Mr. Justice Marshall,

dissenting.

I adhere to my dissenting opinion in United States v. Kras, 409 U. S. 434, 458 (1973), and would reverse the judgment on that basis. But even were I to accept the majority position in Kras, there are still important differences between that case and this one which, in my judgment, require that this case be set for argument.

In Kras, the majority correctly noted that “[t]here is no constitutional right to obtain a discharge of one’s debts in bankruptcy.” Id., at 446. Therefore, the only issue in the case was whether the Government could, on the basis of a de jacto wealth classification, limit access to a remedy which it could concededly deny altogether.

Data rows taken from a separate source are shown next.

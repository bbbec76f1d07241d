//! Domain types shared across the session lifecycle.

use serde::{Deserialize, Serialize};

/// Role name that grants administrative access
pub const ADMIN_ROLE: &str = "admin";

/// Profile returned by the remote profile endpoint.
#[derive(Debug, Clone, Serialize, Deserialize, PartialEq)]
pub struct User {
    pub id: i64,
    pub username: String,
    #[serde(default)]
    pub full_name: String,
    #[serde(default)]
    pub email: String,
    #[serde(default)]
    pub roles: Vec<String>,
}

impl User {
    pub fn has_role(&self, role: &str) -> bool {
        self.roles.iter().any(|r| r == role)
    }

    pub fn is_admin(&self) -> bool {
        self.has_role(ADMIN_ROLE)
    }
}

/// Credentials submitted to the remote login endpoint.
#[derive(Debug, Clone, Serialize)]
pub struct LoginCredentials {
    pub username: String,
    pub password: String,
}

impl LoginCredentials {
    pub fn new(username: impl Into<String>, password: impl Into<String>) -> Self {
        Self {
            username: username.into(),
            password: password.into(),
        }
    }
}

#[cfg(test)]
mod tests {
    use super::*;

    #[test]
    fn test_user_roles() {
        let user = User {
            id: 1,
            username: "alice".into(),
            full_name: "Alice Example".into(),
            email: "alice@example.com".into(),
            roles: vec!["viewer".into(), "admin".into()],
        };
        assert!(user.has_role("viewer"));
        assert!(user.is_admin());
        assert!(!user.has_role("editor"));
    }

    #[test]
    fn test_user_parses_with_missing_optional_fields() {
        let user: User = serde_json::from_str(r#"{"id": 7, "username": "bob"}"#)
            .expect("minimal profile should parse");
        assert_eq!(user.username, "bob");
        assert!(user.roles.is_empty());
        assert!(!user.is_admin());
    }
}
//! Session and token lifecycle management for API clients.
//!
//! This crate is the authentication core a client application builds on:
//! it derives a stable device identity, tracks the session through its
//! login/refresh/expiry/logout cycle, proactively renews credentials
//! before expiry, and reacts to authorization failures anywhere in the
//! transport by invalidating the session and signalling the router.
//!
//! The view and routing layers stay outside: they call in through
//! [`SessionManager`] (`login`, `logout`, `is_authenticated`,
//! `save_redirect_path`) and observe invalidation through the
//! navigation-event channel.
//!
//! ```no_run
//! use std::sync::Arc;
//! use authkeep::{AuthConfig, LoginCredentials, SessionManager};
//! use authkeep::identity::HostSignals;
//! use authkeep::storage::FileStorage;
//!
//! # async fn run() -> anyhow::Result<()> {
//! let manager = SessionManager::new(
//!     AuthConfig::from_env(),
//!     Arc::new(FileStorage::open_default()?),
//!     Arc::new(HostSignals),
//! )?;
//!
//! if manager.login(&LoginCredentials::new("alice", "secret")).await? {
//!     let destination = manager.post_login_destination();
//!     // hand `destination` to the router
//! }
//! # Ok(())
//! # }
//! ```

pub mod config;
pub mod error;
pub mod identity;
pub mod models;
pub mod session;
pub mod storage;
pub mod transport;

pub use config::AuthConfig;
pub use error::AuthError;
pub use identity::DeviceIdentity;
pub use models::{LoginCredentials, User};
pub use session::{SessionManager, SessionStatus};
pub use transport::{NavigationEvent, TransportGuard};
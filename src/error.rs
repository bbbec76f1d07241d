use thiserror::Error;

#[derive(Error, Debug)]
pub enum AuthError {
    #[error("Unauthorized - session is no longer valid")]
    Unauthorized,

    #[error("Access denied: {0}")]
    AccessDenied(String),

    #[error("Resource not found: {0}")]
    NotFound(String),

    #[error("Server error: {0}")]
    ServerError(String),

    #[error("Network error: {0}")]
    Network(#[from] reqwest::Error),

    #[error("Invalid header value: {0}")]
    InvalidHeader(#[from] reqwest::header::InvalidHeaderValue),

    #[error("Invalid response: {0}")]
    InvalidResponse(String),
}

/// Maximum length for error response bodies in error messages
const MAX_ERROR_BODY_LENGTH: usize = 500;

impl AuthError {
    /// Truncate a response body to avoid logging excessive data
    fn truncate_body(body: &str) -> String {
        if body.len() <= MAX_ERROR_BODY_LENGTH {
            body.to_string()
        } else {
            format!(
                "{}... (truncated, {} total bytes)",
                &body[..MAX_ERROR_BODY_LENGTH],
                body.len()
            )
        }
    }

    pub fn from_status(status: reqwest::StatusCode, body: &str) -> Self {
        let truncated = Self::truncate_body(body);
        match status.as_u16() {
            401 => AuthError::Unauthorized,
            403 => AuthError::AccessDenied(truncated),
            404 => AuthError::NotFound(truncated),
            500..=599 => AuthError::ServerError(truncated),
            _ => AuthError::InvalidResponse(format!("Status {}: {}", status, truncated)),
        }
    }
}

#[cfg(test)]
mod tests {
    use super::*;

    #[test]
    fn test_from_status_mapping() {
        assert!(matches!(
            AuthError::from_status(reqwest::StatusCode::UNAUTHORIZED, ""),
            AuthError::Unauthorized
        ));
        assert!(matches!(
            AuthError::from_status(reqwest::StatusCode::FORBIDDEN, "no"),
            AuthError::AccessDenied(_)
        ));
        assert!(matches!(
            AuthError::from_status(reqwest::StatusCode::INTERNAL_SERVER_ERROR, "boom"),
            AuthError::ServerError(_)
        ));
        assert!(matches!(
            AuthError::from_status(reqwest::StatusCode::IM_A_TEAPOT, ""),
            AuthError::InvalidResponse(_)
        ));
    }

    #[test]
    fn test_truncate_body() {
        let long = "x".repeat(600);
        let truncated = AuthError::truncate_body(&long);
        assert!(truncated.contains("truncated, 600 total bytes"));
        assert_eq!(AuthError::truncate_body("short"), "short");
    }
}
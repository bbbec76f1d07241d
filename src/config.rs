//! Client configuration.
//!
//! `AuthConfig` carries the remote API location, the auth scope segment used
//! in endpoint paths, and the route the router should land on after a login
//! with no saved redirect path.

use std::path::PathBuf;

use anyhow::Result;
use serde::{Deserialize, Serialize};

/// Application name used for the durable storage directory path
const APP_NAME: &str = "authkeep";

/// Environment variable that overrides the API base URL
const API_URL_ENV: &str = "AUTHKEEP_API_URL";

/// Default API base URL (local development server)
const DEFAULT_API_BASE_URL: &str = "http://localhost:8000/api/v1";

/// HTTP request timeout in seconds.
/// 30s allows for slow API responses while failing fast enough for good UX.
pub(crate) const REQUEST_TIMEOUT_SECS: u64 = 30;

#[derive(Debug, Clone, Serialize, Deserialize)]
pub struct AuthConfig {
    /// Base URL of the remote API, without a trailing slash.
    pub api_base_url: String,
    /// Scope segment in auth endpoint paths (`/auth/{scope}/login` etc).
    pub auth_scope: String,
    /// Route the router falls back to when no redirect path was saved.
    pub landing_route: String,
}

impl Default for AuthConfig {
    fn default() -> Self {
        Self {
            api_base_url: DEFAULT_API_BASE_URL.to_string(),
            auth_scope: "user".to_string(),
            landing_route: "/dashboard".to_string(),
        }
    }
}

impl AuthConfig {
    /// Build a config from defaults, letting the environment override the
    /// API base URL.
    pub fn from_env() -> Self {
        let mut config = Self::default();
        if let Ok(url) = std::env::var(API_URL_ENV) {
            if !url.is_empty() {
                config.api_base_url = url;
            }
        }
        config
    }

    pub fn login_url(&self) -> String {
        format!("{}/auth/{}/login", self.api_base_url, self.auth_scope)
    }

    pub fn refresh_url(&self) -> String {
        format!("{}/auth/{}/refreshtoken", self.api_base_url, self.auth_scope)
    }

    pub fn profile_url(&self) -> String {
        format!("{}/auth/{}/profile", self.api_base_url, self.auth_scope)
    }

    pub fn logout_url(&self) -> String {
        format!("{}/auth/{}/logout", self.api_base_url, self.auth_scope)
    }

    /// Default directory for file-backed durable storage.
    pub fn storage_dir() -> Result<PathBuf> {
        let config_dir = dirs::config_dir()
            .ok_or_else(|| anyhow::anyhow!("Could not find config directory"))?;
        Ok(config_dir.join(APP_NAME))
    }
}

#[cfg(test)]
mod tests {
    use super::*;

    #[test]
    fn test_endpoint_urls() {
        let config = AuthConfig {
            api_base_url: "https://api.example.com/v1".into(),
            auth_scope: "user".into(),
            ..Default::default()
        };
        assert_eq!(config.login_url(), "https://api.example.com/v1/auth/user/login");
        assert_eq!(
            config.refresh_url(),
            "https://api.example.com/v1/auth/user/refreshtoken"
        );
        assert_eq!(
            config.profile_url(),
            "https://api.example.com/v1/auth/user/profile"
        );
        assert_eq!(config.logout_url(), "https://api.example.com/v1/auth/user/logout");
    }

    #[test]
    fn test_default_landing_route() {
        assert_eq!(AuthConfig::default().landing_route, "/dashboard");
    }
}
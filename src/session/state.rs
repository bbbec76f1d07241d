//! In-memory session record.
//!
//! `SessionState` is the authoritative record of the current session. All
//! mutation goes through the methods here, which update user, tokens, and
//! status together so callers never observe a partial state (tokens present
//! with no user, or the reverse).

use crate::models::User;

/// Where the session is in its login/refresh/expiry/logout cycle.
#[derive(Debug, Clone, PartialEq)]
pub enum SessionStatus {
    /// No session; nothing has been attempted yet.
    Anonymous,
    /// A profile probe is in flight.
    Checking,
    /// User and tokens are present and believed valid.
    Authenticated,
    /// A session existed but was invalidated (401, refresh failure, or a
    /// failed probe).
    Unauthenticated,
    /// A login attempt was rejected and the reason is user-visible.
    /// Rejection is not sticky: the session rests at `Anonymous` with
    /// the reason kept in `error`.
    Failed(String),
}

/// The rotating credential set issued by login and refresh.
#[derive(Debug, Clone)]
pub struct TokenSet {
    pub access: String,
    pub refresh: String,
    pub csrf: String,
    pub expires_in: u64,
}

#[derive(Debug)]
pub struct SessionState {
    pub(crate) status: SessionStatus,
    pub(crate) user: Option<User>,
    pub(crate) access_token: Option<String>,
    pub(crate) refresh_token: Option<String>,
    pub(crate) csrf_token: Option<String>,
    pub(crate) expires_in: u64,
    pub(crate) redirect_path: Option<String>,
    pub(crate) error: Option<String>,
    /// Memoization flag for the `is_authenticated` check cycle. While set,
    /// guarded checks return the cached status without a profile probe.
    /// Reset by logout, a 401, or a refresh failure.
    pub(crate) checked: bool,
}

impl SessionState {
    pub fn new() -> Self {
        Self {
            status: SessionStatus::Anonymous,
            user: None,
            access_token: None,
            refresh_token: None,
            csrf_token: None,
            expires_in: 0,
            redirect_path: None,
            error: None,
            checked: false,
        }
    }

    /// Successful login: user, tokens, and status move together.
    pub fn apply_login(&mut self, user: User, tokens: TokenSet) {
        self.user = Some(user);
        self.set_tokens(tokens);
        self.status = SessionStatus::Authenticated;
        self.error = None;
        self.checked = true;
    }

    /// Rejected login. The server-supplied reason is recorded for the
    /// caller, then the session settles back to `Anonymous` so the next
    /// attempt starts clean.
    pub fn apply_login_failure(&mut self, message: String) {
        self.error = Some(message);
        self.status = SessionStatus::Anonymous;
    }

    /// Successful profile probe over ambient credentials.
    pub fn apply_profile(&mut self, user: User) {
        self.user = Some(user);
        self.status = SessionStatus::Authenticated;
        self.checked = true;
    }

    /// Rotate tokens after a successful refresh.
    pub fn apply_refresh(&mut self, tokens: TokenSet) {
        self.set_tokens(tokens);
    }

    fn set_tokens(&mut self, tokens: TokenSet) {
        self.expires_in = tokens.expires_in;
        self.access_token = Some(tokens.access);
        self.refresh_token = Some(tokens.refresh);
        self.csrf_token = Some(tokens.csrf);
    }

    /// Clear user, tokens, and the check cycle atomically, demoting status.
    /// The saved redirect path survives so the user can resume after
    /// re-authenticating.
    pub fn invalidate(&mut self, status: SessionStatus) {
        self.user = None;
        self.access_token = None;
        self.refresh_token = None;
        self.csrf_token = None;
        self.expires_in = 0;
        self.checked = false;
        self.status = status;
    }

    pub fn is_authenticated_now(&self) -> bool {
        self.status == SessionStatus::Authenticated
    }

    /// Whether there is anything to invalidate. Used to signal the router
    /// at most once per invalidation.
    pub fn has_live_session(&self) -> bool {
        self.is_authenticated_now() || self.access_token.is_some()
    }
}

impl Default for SessionState {
    fn default() -> Self {
        Self::new()
    }
}

#[cfg(test)]
mod tests {
    use super::*;

    fn test_user() -> User {
        User {
            id: 1,
            username: "alice".into(),
            full_name: "Alice Example".into(),
            email: "alice@example.com".into(),
            roles: vec!["admin".into()],
        }
    }

    fn test_tokens() -> TokenSet {
        TokenSet {
            access: "access-1".into(),
            refresh: "refresh-1".into(),
            csrf: "csrf-1".into(),
            expires_in: 900,
        }
    }

    #[test]
    fn test_login_populates_everything_together() {
        let mut state = SessionState::new();
        state.apply_login(test_user(), test_tokens());

        assert!(state.is_authenticated_now());
        assert!(state.user.is_some());
        assert!(state.access_token.is_some());
        assert!(state.refresh_token.is_some());
        assert!(state.csrf_token.is_some());
        assert!(state.checked);
        assert!(state.error.is_none());
    }

    #[test]
    fn test_invalidate_clears_everything_together() {
        let mut state = SessionState::new();
        state.apply_login(test_user(), test_tokens());
        state.redirect_path = Some("/profile".into());

        state.invalidate(SessionStatus::Unauthenticated);

        assert_eq!(state.status, SessionStatus::Unauthenticated);
        assert!(state.user.is_none());
        assert!(state.access_token.is_none());
        assert!(state.refresh_token.is_none());
        assert!(state.csrf_token.is_none());
        assert_eq!(state.expires_in, 0);
        assert!(!state.checked);
        // The redirect path survives invalidation
        assert_eq!(state.redirect_path.as_deref(), Some("/profile"));
    }

    #[test]
    fn test_login_failure_records_reason() {
        let mut state = SessionState::new();
        state.apply_login_failure("invalid credentials".into());

        assert_eq!(state.error.as_deref(), Some("invalid credentials"));
        assert_eq!(state.status, SessionStatus::Anonymous);
        assert!(!state.is_authenticated_now());
        assert!(!state.has_live_session());

        // Rejection is not sticky: a later login proceeds normally.
        state.apply_login(test_user(), test_tokens());
        assert_eq!(state.status, SessionStatus::Authenticated);
        assert!(state.error.is_none());
    }

    #[test]
    fn test_refresh_rotates_tokens_without_touching_user() {
        let mut state = SessionState::new();
        state.apply_login(test_user(), test_tokens());

        state.apply_refresh(TokenSet {
            access: "access-2".into(),
            refresh: "refresh-2".into(),
            csrf: "csrf-2".into(),
            expires_in: 600,
        });

        assert_eq!(state.access_token.as_deref(), Some("access-2"));
        assert_eq!(state.expires_in, 600);
        assert!(state.is_authenticated_now());
        assert_eq!(state.user.as_ref().unwrap().username, "alice");
    }
}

The question here is quite different. Appellants seek a judicial remedy for the action of an administrative agency which deprived them of a pre-existing right. As my Brother Douglas demonstrates, it is at very least doubtful that the Due Process Clause permits a State to shield an administrative agency from all judicial review when that agency acts to revoke a benefit previously granted.* I share the view of Mr. Justice Brandéis that “[t]he supremacy of law demands that there shall be opportunity to have some court decide whether an erroneous rule of law was applied; and whether the proceeding in.which facts were adjudicated was conducted *666regularly.” St. Joseph Stock Yards Co. v. United States, 298 U. S. 38, 84 (1936) (concurring opinion). Cf. Yakus v. United States, 321 U. S. 414 (1944); Crowell v. Benson, 285 U. S. 22 (1932).

That opportunity was denied in this case, and important benefits were thereby taken from appellants without affording them a chance to contest the legality of the taking in a court of law. Cf. Fuentes v. Shevin, 407 U. S. 67 (1972).

The extent to which the State may commit to administrative agencies the unreviewable authority to restrict pre-existing rights is one of the great questions of constitutional law about which courts and commentators have debated for generations. See generally Hart, The Power of Congress to Limit the Jurisdiction of Federal Courts: An Exercise in Dialectic, 66 Harv. L. Rev. 1362 (1953); 4 K. Davis, Administrative Law Treatise § 28.18 (1958). Because I am not ready to decide that question summarily, sub silentio, and without the benefit of full briefing and oral argument, I must dissent from the Court’s decision.

The majority’s statement that “[t]his Court has long recognized that, even in criminal cases, due process does not require a State to provide an appellate system,” ante, at 660, is thus true, but irrelevant and misleading. The cases cited by the majority all involve efforts to secure appellate review of a decision by a lower court. Here, in contrast, no court has ever examined appellants’ claims on the merits. Appellants assert only that they must have some access to some court to contest the legality of administrative action adversely affecting them.